The last-mile problem in financial inclusion
Billions of people globally lack access to bank accounts, but many have mobile phones. Cryptocurrencies promise financial sovereignty without intermediaries, but they have historically required users to manage unfamiliar address strings (e.g. 0x742d35Cc6634C0532925a3b844Bc9e7595f42bE9)—a friction point that excludes non-technical users. Asking someone in a developing country to remember or type a hex address is asking them to adopt a new literacy.
Celo’s insight was to anchor on the phone number, which users already know. Instead of sending cryptocurrency to an address, you send it to a contact’s phone number. Behind the scenes, that phone number is linked to a public key stored on the Celo blockchain, but the user never sees the machinery.
This simple inversion—phone-number-first rather than address-first—removes a psychological and practical barrier to entry. A remittance sender in a city knows their relative’s phone number; they do not need to ask for a wallet address or learn what a private key is.
The phone number oracle
Celo achieves phone-number-based addressing through an on-chain decentralised identity oracle called the Phone Number Hash Mapping. When a user wants to claim a phone number on Celo, they submit a hashed version of their number to the network (hashing protects privacy; the network does not store phone numbers in plaintext). Other nodes can then independently verify the hash. Once enough attestators have confirmed the hash, the mapping is published on-chain, linking the hash to the user’s public key.
This design does not require a centralised identity provider (though Celo also supports traditional KYC when needed). The oracle is maintained by validators and community participants who run attestation services. If an attacker tries to claim someone else’s phone number, other attestators will reject it.
The phone number oracle is not bulletproof. A determined attacker with access to a user’s phone (via a SIM-swap or compromise) could claim ownership of that number. But for mainstream adoption, the security is sufficient, and the usability gain is massive. The trade-off is intentional.

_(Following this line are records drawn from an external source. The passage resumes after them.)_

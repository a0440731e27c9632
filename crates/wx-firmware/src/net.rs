//! Wi-Fi association and TCP serving over esp-radio and embassy-net

use alloc::string::String;

use embassy_net::Stack;
use embassy_net::tcp::{self, AcceptError, TcpSocket};
use embassy_time::Duration;
use esp_radio::wifi::{ClientConfig, ModeConfig, WifiController, WifiError};
use log::{debug, info, warn};
use wx_core::config::InternetConfig;
use wx_core::network::NetworkLink;
use wx_core::server::{Connection, Listener};

/// Idle time after which a stalled client is dropped.
const SOCKET_TIMEOUT_SECS: u64 = 10;

/// Station-mode Wi-Fi link driven by the core's join policy.
pub struct WifiLink<'a> {
    controller: WifiController<'a>,
    ssid: String,
    password: String,
}

impl<'a> WifiLink<'a> {
    pub fn new(controller: WifiController<'a>, credentials: &InternetConfig<'_>) -> Self {
        Self {
            controller,
            ssid: String::from(credentials.ssid),
            password: String::from(credentials.password),
        }
    }
}

impl NetworkLink for WifiLink<'_> {
    type Error = WifiError;

    async fn begin_join(&mut self) -> Result<(), WifiError> {
        let client_config = ModeConfig::Client(
            ClientConfig::default()
                .with_ssid(self.ssid.clone())
                .with_password(self.password.clone()),
        );

        if !matches!(self.controller.is_started(), Ok(true)) {
            self.controller.set_config(&client_config)?;
            info!("Starting Wi-Fi STA");
            self.controller.start_async().await?;
        }

        info!("Connecting to Wi-Fi SSID=\"{}\"", self.ssid);
        self.controller.connect()
    }

    fn is_joined(&mut self) -> bool {
        self.controller.is_connected().unwrap_or(false)
    }
}

/// Accepts one client at a time on a fixed port.
///
/// A fresh socket is opened per connection over the same pair of buffers, so
/// only one connection can be alive at once.
pub struct TcpListener<'a> {
    stack: Stack<'a>,
    port: u16,
    rx_buffer: &'a mut [u8],
    tx_buffer: &'a mut [u8],
}

impl<'a> TcpListener<'a> {
    pub fn new(
        stack: Stack<'a>,
        port: u16,
        rx_buffer: &'a mut [u8],
        tx_buffer: &'a mut [u8],
    ) -> Self {
        Self {
            stack,
            port,
            rx_buffer,
            tx_buffer,
        }
    }
}

impl Listener for TcpListener<'_> {
    type Error = AcceptError;
    type Connection<'c>
        = TcpConnection<'c>
    where
        Self: 'c;

    async fn accept(&mut self) -> Result<TcpConnection<'_>, AcceptError> {
        let mut socket = TcpSocket::new(self.stack, self.rx_buffer, self.tx_buffer);
        socket.set_timeout(Some(Duration::from_secs(SOCKET_TIMEOUT_SECS)));

        socket.accept(self.port).await?;
        debug!("Client connected from {:?}", socket.remote_endpoint());

        Ok(TcpConnection { socket })
    }
}

pub struct TcpConnection<'a> {
    socket: TcpSocket<'a>,
}

impl Connection for TcpConnection<'_> {
    type Error = tcp::Error;

    async fn read(&mut self, buf: &mut [u8]) -> Result<usize, tcp::Error> {
        self.socket.read(buf).await
    }

    async fn write_all(&mut self, mut buf: &[u8]) -> Result<(), tcp::Error> {
        while !buf.is_empty() {
            let written = self.socket.write(buf).await?;
            if written == 0 {
                return Err(tcp::Error::ConnectionReset);
            }
            buf = &buf[written..];
        }
        Ok(())
    }

    async fn close(&mut self) {
        self.socket.close();
        if let Err(e) = self.socket.flush().await {
            warn!("Failed to flush closing socket: {:?}", e);
        }
        self.socket.abort();
    }
}
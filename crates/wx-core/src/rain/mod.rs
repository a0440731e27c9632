//! Rain gauge pulse counting and rainfall aggregation
//!
//! The gauge tips a small bucket for every fixed depth of rain and pulls its
//! output line low for each tip. Two contexts cooperate over one
//! [`PulseAccumulator`]:
//!
//! - the [`PulseCounter`] polls the line and increments the accumulator once
//!   per falling edge,
//! - the serving loop owns a [`RainfallAggregator`] that drains the
//!   accumulator once per serve cycle and keeps the running total.
//!
//! ```rust,ignore
//! static RAIN_PULSES: SharedPulses = PulseAccumulator::new();
//!
//! // Gauge task
//! PulseCounter::new(&RAIN_PULSES).run(pin, embassy_time::Delay, 10).await;
//!
//! // Serving task
//! let mut rain = RainfallAggregator::new(&RAIN_PULSES, 0.5);
//! let total_mm = rain.tick();
//! ```

pub mod accumulator;
pub mod aggregator;
pub mod pulse_counter;

pub use accumulator::{PulseAccumulator, SharedPulses};
pub use aggregator::RainfallAggregator;
pub use pulse_counter::{EdgeDetector, PulseCounter};
//! Host implementations of the station's I/O seams
//!
//! Everything here blocks the calling thread. The serving loop runs on a
//! single `block_on`, so a blocking accept is the same as an awaited one.

use std::fs::{self, OpenOptions};
use std::io::{self, ErrorKind, Read, Write};
use std::net::{Shutdown, SocketAddr, TcpStream, ToSocketAddrs};
use std::path::{Path, PathBuf};
use std::thread;
use std::time::Duration;

use chrono::{Datelike, Local, Timelike};
use embedded_hal_async::delay::DelayNs;
use log::{debug, warn};
use wx_core::server::{Connection, Listener};
use wx_core::storage::LogStore;
use wx_core::time::{Clock, DateTime};

/// Idle time after which a stalled client is dropped.
const SOCKET_TIMEOUT: Duration = Duration::from_secs(10);

pub struct HostListener {
    inner: std::net::TcpListener,
}

impl HostListener {
    pub fn bind(addr: impl ToSocketAddrs) -> io::Result<Self> {
        Ok(Self {
            inner: std::net::TcpListener::bind(addr)?,
        })
    }

    pub fn local_addr(&self) -> io::Result<SocketAddr> {
        self.inner.local_addr()
    }
}

impl Listener for HostListener {
    type Error = io::Error;
    type Connection<'a>
        = HostConnection
    where
        Self: 'a;

    async fn accept(&mut self) -> io::Result<HostConnection> {
        let (stream, peer) = self.inner.accept()?;
        stream.set_read_timeout(Some(SOCKET_TIMEOUT))?;
        stream.set_write_timeout(Some(SOCKET_TIMEOUT))?;
        debug!("Client connected from {}", peer);

        Ok(HostConnection { stream })
    }
}

pub struct HostConnection {
    stream: TcpStream,
}

impl Connection for HostConnection {
    type Error = io::Error;

    async fn read(&mut self, buf: &mut [u8]) -> io::Result<usize> {
        self.stream.read(buf)
    }

    async fn write_all(&mut self, buf: &[u8]) -> io::Result<()> {
        self.stream.write_all(buf)
    }

    async fn close(&mut self) {
        let _ = self.stream.flush();
        if let Err(e) = self.stream.shutdown(Shutdown::Both) {
            debug!("Socket shutdown: {}", e);
        }
    }
}

/// Log files kept as plain files in one directory.
pub struct FileStore {
    dir: PathBuf,
}

impl FileStore {
    /// Uses `dir`, creating it if needed.
    pub fn new(dir: &Path) -> io::Result<Self> {
        fs::create_dir_all(dir)?;
        Ok(Self {
            dir: dir.to_path_buf(),
        })
    }

    pub fn path(&self, name: &str) -> PathBuf {
        self.dir.join(name)
    }
}

impl LogStore for FileStore {
    type Error = io::Error;

    fn create_new(&mut self, name: &str, contents: &[u8]) -> io::Result<bool> {
        match OpenOptions::new()
            .write(true)
            .create_new(true)
            .open(self.path(name))
        {
            Ok(mut file) => {
                file.write_all(contents)?;
                Ok(true)
            }
            Err(e) if e.kind() == ErrorKind::AlreadyExists => Ok(false),
            Err(e) => Err(e),
        }
    }

    fn append(&mut self, name: &str, contents: &[u8]) -> io::Result<()> {
        let mut file = OpenOptions::new()
            .append(true)
            .create(true)
            .open(self.path(name))?;
        file.write_all(contents)
    }
}

/// The host's local time.
#[derive(Debug, Clone, Copy, Default)]
pub struct LocalClock;

impl Clock for LocalClock {
    fn now(&self) -> DateTime {
        let now = Local::now();
        let year = u16::try_from(now.year()).unwrap_or_else(|_| {
            warn!("Local year {} out of range", now.year());
            0
        });
        DateTime::new(
            year,
            now.month() as u8,
            now.day() as u8,
            now.hour() as u8,
            now.minute() as u8,
            now.second() as u8,
        )
    }
}

/// Delay that parks the current thread.
#[derive(Debug, Clone, Copy, Default)]
pub struct ThreadDelay;

impl DelayNs for ThreadDelay {
    async fn delay_ns(&mut self, ns: u32) {
        thread::sleep(Duration::from_nanos(u64::from(ns)));
    }

    async fn delay_ms(&mut self, ms: u32) {
        thread::sleep(Duration::from_millis(u64::from(ms)));
    }
}
//! Application-wide run state and error types for wx-station

use core::fmt::Write;

use log::info;
use thiserror_no_std::Error;

#[derive(Debug, Clone, Copy, PartialEq, Eq)]
pub enum RunState {
    Uninitialized,
    WifiConnecting,
    WifiConnected,
    Serving,
    Error,
}

impl RunState {
    pub const fn label(self) -> &'static str {
        match self {
            Self::Uninitialized => "uninitialized",
            Self::WifiConnecting => "wifi connecting",
            Self::WifiConnected => "wifi connected",
            Self::Serving => "serving",
            Self::Error => "error",
        }
    }
}

/// Tracks the station's run state, logging every transition.
pub struct StationState {
    run_state: RunState,
}

impl Default for StationState {
    fn default() -> Self {
        Self::new()
    }
}

impl StationState {
    pub const fn new() -> Self {
        Self {
            run_state: RunState::Uninitialized,
        }
    }

    pub fn run_state(&self) -> RunState {
        self.run_state
    }

    pub fn transition(&mut self, next: RunState) {
        if self.run_state != next {
            info!("Station state: {} -> {}", self.run_state.label(), next.label());
            self.run_state = next;
        }
    }
}

/// Errors that end the station's run. The firmware resets on any of these.
#[derive(Error, Debug)]
pub enum StationError {
    #[error("WiFi connection failed: {0}")]
    Wifi(heapless::String<64>),
    #[error("Network stack error: {0}")]
    Network(heapless::String<64>),
    #[error("SD card error: {0}")]
    Storage(heapless::String<64>),
    #[error("Sensor error: {0}")]
    Sensor(heapless::String<64>),
    #[error("Unknown error")]
    Unknown,
}

/// Writer that keeps as much of the output as fits.
struct Truncating<'a, const N: usize>(&'a mut heapless::String<N>);

impl<const N: usize> Write for Truncating<'_, N> {
    fn write_str(&mut self, s: &str) -> core::fmt::Result {
        for c in s.chars() {
            self.0.push(c).map_err(|_| core::fmt::Error)?;
        }
        Ok(())
    }
}

/// Formats `args` into a fixed-capacity message, truncating on overflow.
pub fn short_message(args: core::fmt::Arguments<'_>) -> heapless::String<64> {
    let mut message = heapless::String::new();
    // A full buffer is a truncated message, not a failure.
    let _ = Truncating(&mut message).write_fmt(args);
    message
}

The on-chain reserve and stablecoin design
Celo issues cUSD, a stablecoin designed to hold its value relative to the US dollar, enabling users to save and spend without exposure to cryptocurrency volatility. Unlike Bitcoin or Ethereum, which expect users to tolerate price swings, cUSD is built for stability—critical for people with limited savings who cannot afford sudden depreciation.
cUSD is backed by collateral held in an on-chain reserve. The reserve accepts deposits of CELO tokens (Celo’s governance and native asset) and other assets like Ethereum or Bitcoin, which are converted into highly liquid positions. This collateral backs every cUSD in circulation. If the reserve becomes undercollateralised, market mechanisms (including penalties to reserve managers and incentives for arbitrage) adjust the system back to balance.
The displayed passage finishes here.